Prólogo de Gabriel García Márquez escrito en 1949 para la novela “Neblina Azul” del escritor colombiano George Lee Bisswell Cotes.

Redacción Centro Gabo

Lo mejor que ha podido acontecerle a George Lee Bisswell Cotes es haber nacido con un nombre de difícil pronunciación en un país donde predominan los climas excesivos. Esa circunstancia –tan desagradable para el ejercicio de disciplinas menos lamentables– será razón suficiente para que lo citen a menudo nuestros compañeros de generación.

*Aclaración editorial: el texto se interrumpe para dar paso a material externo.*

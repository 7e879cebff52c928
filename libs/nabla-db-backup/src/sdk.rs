//! Single entry point bundling every SDK service

use crate::config::Config;
use crate::service::NablaDbBackup;
use crate::Result;

pub struct MoontowerSdk {
    /// Database backups
    pub db_backup: NablaDbBackup,
}

impl MoontowerSdk {
    pub fn new(config: Config) -> Result<Self> {
        Ok(Self {
            db_backup: NablaDbBackup::new(config)?,
        })
    }

    /// Load `Config` from the environment, validate it and build the SDK.
    pub fn from_env() -> Result<Self> {
        let config = Config::load()?;
        config.validate()?;
        Self::new(config)
    }
}
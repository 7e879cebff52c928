//! Page execution

use crate::collection::Collection;
use crate::plan::FetchPlan;
use crate::Result;
use serde::{Deserialize, Serialize};
use serde_json::Value as JsonValue;
use std::time::Instant;

/// One page of results.
#[derive(Debug, Clone, PartialEq, Serialize, Deserialize)]
#[serde(rename_all = "camelCase")]
pub struct PageResult<T = JsonValue> {
    pub results: Vec<T>,
    pub page: u64,
    pub limit: u64,
    pub total_pages: u64,
    pub total_results: u64,
}

impl<T> PageResult<T> {
    pub fn new(results: Vec<T>, page: u64, limit: u64, total_results: u64) -> Self {
        Self {
            results,
            page,
            limit,
            total_pages: total_pages(total_results, limit),
            total_results,
        }
    }

    pub fn map<U>(self, f: impl FnMut(T) -> U) -> PageResult<U> {
        PageResult {
            results: self.results.into_iter().map(f).collect(),
            page: self.page,
            limit: self.limit,
            total_pages: self.total_pages,
            total_results: self.total_results,
        }
    }

    pub fn try_map<U, E>(
        self,
        f: impl FnMut(T) -> std::result::Result<U, E>,
    ) -> std::result::Result<PageResult<U>, E> {
        Ok(PageResult {
            results: self
                .results
                .into_iter()
                .map(f)
                .collect::<std::result::Result<_, _>>()?,
            page: self.page,
            limit: self.limit,
            total_pages: self.total_pages,
            total_results: self.total_results,
        })
    }

    pub fn has_next(&self) -> bool {
        self.page < self.total_pages
    }
}

/// `ceil(total / limit)`; 0 when there is nothing to page through.
pub fn total_pages(total_results: u64, limit: u64) -> u64 {
    if limit == 0 {
        return 0;
    }
    total_results.div_ceil(limit)
}

/// Run the count and the fetch of `plan` concurrently.
///
/// Either failure fails the page; no partial result is returned.
#[tracing::instrument(
    name = "page_query",
    skip_all,
    fields(collection = collection.schema().collection, page = plan.page, limit = plan.limit)
)]
pub async fn execute<C>(collection: &C, plan: &FetchPlan) -> Result<PageResult>
where
    C: Collection + ?Sized,
{
    let started = Instant::now();
    let (total_results, results) = futures::try_join!(
        collection.count_documents(&plan.count),
        collection.find(&plan.find)
    )?;

    tracing::debug!(
        total = total_results,
        returned = results.len(),
        elapsed_ms = started.elapsed().as_millis() as u64,
        "Executed page query"
    );

    Ok(PageResult::new(results, plan.page, plan.limit, total_results))
}
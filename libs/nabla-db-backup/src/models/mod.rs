//! Domain models for backup records, users and schedules

pub mod backup;
pub mod schedule;
pub mod user;

pub use backup::{Backup, BackupQuery, BackupStatus, NewBackup, Reference, BACKUP_SCHEMA};
pub use schedule::{BackupSchedule, Interval, NewSchedule, SchedulePatch};
pub use user::{User, USER_SCHEMA};

use nabla_query::SchemaRegistry;

/// Schemas of every collection the SDK stores.
pub fn registry() -> SchemaRegistry {
    SchemaRegistry::new().with(&BACKUP_SCHEMA).with(&USER_SCHEMA)
}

 Al lado de Zangwilly, de S.S. Van Dyne, de Bjoérsen, de Hofmanstall, de Sullonphaa y de otros maestros en el afortunado dominio de los nombres difíciles, George Lee Bisswell Cotes puede penetrar  inadvertido al paraíso de los intocables modernos, con la misma clandestinidad fácil con que los crucigramas tomaron sitio al lado de los tableros de a

Pero no será por esa gracia adjetiva por la cual Bisswell llegará a ser un autor conocido. Tampoco por su aparente excentricidad, de la que siempre he desconfiado sobre todo si –como en el presente caso– llega hasta los extremos de permitir el uso y el abuso de las barbas postizas a los dieciocho años de edad. Algo me dice que hay mucho fuera de órbita en la naturaleza humana de Bisswell, que merece ser tenido como algo más serio y menos aparatoso que el simple propósito de espectacularidad.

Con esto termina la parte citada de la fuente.